Reeducando tem direito à remição por aprovação parcial no Encceja PPL, decide juíza

Publicidade

A juíza Wanessa Rezende Fuso Brom,  da 2ª Vara de Execução Penal de Goiânia, reconheceu o direito de um reeducando à remição de 80 dias de pena por aprovação parcial no Exame Nacional para Certificação de Competências de Jovens e Adultos para Pessoas Privadas de Liberdade (Encceja PPL). A magistrada também reconheceu 368 horas estudadas, acrescida de um terço, em um Colégio Estadual.

Em sua decisão, a magistrada explicou que, conforme a Resolução nº 391/2021 do Conselho Nacional de Justiça (CNJ), a aprovação em todas as áreas de conhecimento do Encceja PPL possibilita a remição de 100 dias de pena. Assim, considera-se 20 dias de redução para cada uma delas. 

O apenado em questão, que cumpre pena no regime semiaberto, em situação de prisão domiciliar, foi aprovado em quatro das cinco áreas de conhecimento do Encceja PPL 2023. Assim, conforme a juíza, faz jus a 80 dias de pena remida. 

A defesa do reeducando é feita pelo advogado Oberdan Matias Matos, que apresentou a tese sobre o direito de remição mesmo com a aprovação parcial no exame. O  Ministério Público se manifestou pela remição por estudo.

Entendimento do STJ

Em decisão recente, o ministro Antônio Saldanha Palheiro, do Superior Tribunal de Justiça (STJ), entendeu que a aprovação parcial no Exame Nacional do Ensino Médio (Enem) é passível de remição de pena. E mesmo para o apenado que concluiu o Ensino Médio antes de iniciar o cumprimento da pena. No voto, o ministro citou o bom desempenho do apenado no exame.

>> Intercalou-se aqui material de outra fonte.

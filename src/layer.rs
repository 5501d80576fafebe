use crate::dispatcher::LogToDb;
use crate::exception::Exception;
use crate::record::{Context as LogContext, ContextValue, LogEvent, EXCEPTION_KEY};
use chrono::Utc;
use serde_json::{Map, Value};
use std::error::Error;
use std::sync::atomic::{AtomicU64, Ordering};
use std::sync::Arc;
use tokio::sync::mpsc;
use tokio::task::JoinHandle;
use tracing::field::{Field, Visit};
use tracing::{Event, Level, Subscriber};
use tracing_subscriber::layer::{Context, Layer};
use tracing_subscriber::registry::LookupSpan;

/// Targets whose events never reach the store. Store clients log from
/// inside the write path, so capturing them would feed back into it.
const IGNORED_TARGETS: &[&str] = &["log_to_db", "sqlx", "reqwest", "hyper"];

/// `tracing_subscriber` layer that turns events into [`LogEvent`]s and
/// hands them to a [`LogToDb`] from a background task.
///
/// Events pass through a bounded channel; when it is full new events are
/// dropped and counted rather than blocking the application thread.
pub struct LogToDbLayer {
    sender: mpsc::Sender<LogEvent>,
    min_level: Level,
    /// Total events seen by the layer (before filtering).
    pub total_events: Arc<AtomicU64>,
    /// Successfully enqueued into channel.
    pub enqueued_events: Arc<AtomicU64>,
    /// Dropped because the channel was full.
    pub dropped_events: Arc<AtomicU64>,
    /// Handed to [`LogToDb::new_from_event`] and rejected there.
    pub failed_events: Arc<AtomicU64>,
}

impl LogToDbLayer {
    /// Create the layer and spawn the task delivering its events.
    ///
    /// **Parameters**
    /// - `log_to_db`: destination for every captured event.
    /// - `buffer`: channel capacity, at least 16.
    /// - `min_level`: least severe level captured (`Level::INFO` captures
    ///   `INFO`, `WARN` and `ERROR`).
    ///
    /// Must be called from within a Tokio runtime. The task ends once the
    /// layer is dropped and the channel is drained.
    pub fn new(log_to_db: LogToDb, buffer: usize, min_level: Level) -> (Self, JoinHandle<()>) {
        let (tx, mut rx) = mpsc::channel::<LogEvent>(buffer.max(16));

        let failed_events = Arc::new(AtomicU64::new(0));
        let failed_events_bg = Arc::clone(&failed_events);

        let handle = tokio::spawn(async move {
            while let Some(event) = rx.recv().await {
                if !log_to_db.new_from_event(event).await {
                    failed_events_bg.fetch_add(1, Ordering::Relaxed);
                }
            }
        });

        (
            Self {
                sender: tx,
                min_level,
                total_events: Arc::new(AtomicU64::new(0)),
                enqueued_events: Arc::new(AtomicU64::new(0)),
                dropped_events: Arc::new(AtomicU64::new(0)),
                failed_events,
            },
            handle,
        )
    }
}

fn is_ignored(target: &str) -> bool {
    IGNORED_TARGETS.iter().any(|prefix| {
        target == *prefix
            || target
                .strip_prefix(prefix)
                .map_or(false, |rest| rest.starts_with("::"))
    })
}

/// Numeric severity and name stored for a `tracing` level.
pub fn level_code(level: &Level) -> (i32, &'static str) {
    match *level {
        Level::ERROR => (400, "ERROR"),
        Level::WARN => (300, "WARNING"),
        Level::INFO => (200, "INFO"),
        Level::DEBUG => (100, "DEBUG"),
        _ => (50, "TRACE"),
    }
}

impl<S> Layer<S> for LogToDbLayer
where
    S: Subscriber + for<'span> LookupSpan<'span>,
{
    fn on_event(&self, event: &Event, _ctx: Context<'_, S>) {
        self.total_events.fetch_add(1, Ordering::Relaxed);

        let meta = event.metadata();
        if *meta.level() > self.min_level || is_ignored(meta.target()) {
            return;
        }

        let mut context = LogContext::new();
        let mut message: Option<String> = None;
        event.record(&mut FieldVisitor {
            context: &mut context,
            message: &mut message,
        });

        let mut extra = Map::new();
        if let Some(module_path) = meta.module_path() {
            extra.insert("module_path".into(), Value::from(module_path));
        }
        if let Some(file) = meta.file() {
            extra.insert("file".into(), Value::from(file));
        }
        if let Some(line) = meta.line() {
            extra.insert("line".into(), Value::from(line));
        }

        let (level, level_name) = level_code(meta.level());
        let log_event = LogEvent {
            message,
            level: Some(level),
            level_name: Some(level_name.to_string()),
            channel: Some(meta.target().to_string()),
            datetime: Some(Utc::now()),
            context,
            extra,
        };

        match self.sender.try_send(log_event) {
            Ok(()) => {
                self.enqueued_events.fetch_add(1, Ordering::Relaxed);
            }
            Err(_) => {
                // No tracing here: the event would come straight back.
                self.dropped_events.fetch_add(1, Ordering::Relaxed);
            }
        }
    }
}

/// Collects event fields into a context map.
///
/// `message` becomes the record message; an error recorded as `error` or
/// `exception` becomes the throwable under `context.exception`.
pub struct FieldVisitor<'a> {
    pub context: &'a mut LogContext,
    pub message: &'a mut Option<String>,
}

impl<'a> FieldVisitor<'a> {
    fn insert(&mut self, field: &Field, value: impl Into<Value>) {
        self.context
            .insert(field.name().to_string(), ContextValue::Json(value.into()));
    }
}

impl<'a> Visit for FieldVisitor<'a> {
    fn record_str(&mut self, field: &Field, value: &str) {
        if field.name() == "message" {
            *self.message = Some(value.to_string());
        } else {
            self.insert(field, value);
        }
    }

    fn record_i64(&mut self, field: &Field, value: i64) {
        self.insert(field, value);
    }

    fn record_u64(&mut self, field: &Field, value: u64) {
        self.insert(field, value);
    }

    fn record_f64(&mut self, field: &Field, value: f64) {
        self.insert(field, value);
    }

    fn record_bool(&mut self, field: &Field, value: bool) {
        self.insert(field, value);
    }

    fn record_error(&mut self, field: &Field, value: &(dyn Error + 'static)) {
        match field.name() {
            "error" | EXCEPTION_KEY => {
                self.context.insert(
                    EXCEPTION_KEY.to_string(),
                    ContextValue::Throwable(Arc::new(Exception::from_error(value))),
                );
            }
            _ => self.insert(field, value.to_string()),
        }
    }

    fn record_debug(&mut self, field: &Field, value: &dyn std::fmt::Debug) {
        if field.name() == "message" {
            *self.message = Some(format!("{:?}", value));
        } else {
            self.insert(field, format!("{:?}", value));
        }
    }
}

#[cfg(test)]
mod tests {
    use super::*;
    use crate::config::{ConnectionConfig, Settings};
    use crate::memory_store::MemoryStore;
    use tracing_subscriber::layer::SubscriberExt;
    use tracing_subscriber::Registry;

    fn log_to_db(store: &Arc<MemoryStore>) -> LogToDb {
        let mut settings = Settings::default()
            .with_connection("default", ConnectionConfig::new("sqlite", "sqlite::memory:"));
        settings.model = Some("memory".into());
        LogToDb::builder(settings)
            .custom_model("memory", store.clone())
            .build()
            .unwrap()
    }

    #[test]
    fn ignored_targets_match_on_path_boundaries() {
        assert!(is_ignored("sqlx"));
        assert!(is_ignored("sqlx::query"));
        assert!(is_ignored("log_to_db::dispatcher"));
        assert!(!is_ignored("sqlxish"));
        assert!(!is_ignored("app::handlers"));
    }

    #[tokio::test]
    async fn events_are_filtered_and_stored() {
        let store = Arc::new(MemoryStore::new());
        let (layer, handle) = LogToDbLayer::new(log_to_db(&store), 64, Level::INFO);
        let total = Arc::clone(&layer.total_events);
        let enqueued = Arc::clone(&layer.enqueued_events);

        let subscriber = Registry::default().with(layer);
        tracing::subscriber::with_default(subscriber, || {
            tracing::info!(target: "app", user = 7, "hello");
            tracing::debug!(target: "app", "too verbose");
            tracing::error!(target: "sqlx::query", "from the store client");

            let err = std::io::Error::new(std::io::ErrorKind::Other, "disk full");
            tracing::error!(target: "app", error = &err as &(dyn Error + 'static), "write failed");
        });

        handle.await.unwrap();
        assert_eq!(total.load(Ordering::Relaxed), 4);
        assert_eq!(enqueued.load(Ordering::Relaxed), 2);

        let mut rows = store.rows();
        rows.sort_by(|a, b| a.log.message.cmp(&b.log.message));
        assert_eq!(rows.len(), 2);

        let hello = &rows[0].log;
        assert_eq!(hello.message.as_deref(), Some("hello"));
        assert_eq!(hello.level, Some(200));
        assert_eq!(hello.level_name.as_deref(), Some("INFO"));
        assert_eq!(hello.channel.as_deref(), Some("app"));
        assert_eq!(hello.context.as_deref(), Some(r#"{"user":7}"#));

        let failed = &rows[1].log;
        assert_eq!(failed.message.as_deref(), Some("write failed"));
        let context: Value = serde_json::from_str(failed.context.as_deref().unwrap()).unwrap();
        assert_eq!(context["exception"]["message"], "disk full");
    }

    #[test]
    fn level_codes() {
        assert_eq!(level_code(&Level::ERROR), (400, "ERROR"));
        assert_eq!(level_code(&Level::WARN).0, 300);
    }
}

A jurisprudência do STJ, em casos anteriores, não permitia a redução da pena pela certificação no Enem se o sentenciado já tivesse concluído essa etapa educacional. No entanto, o ministro destacou uma recente decisão da Sexta no sentido de que a remição deve ser aplicada independentemente do nível de escolaridade do apenado. Tendo em vista que a aprovação no exame exige estudos por conta própria.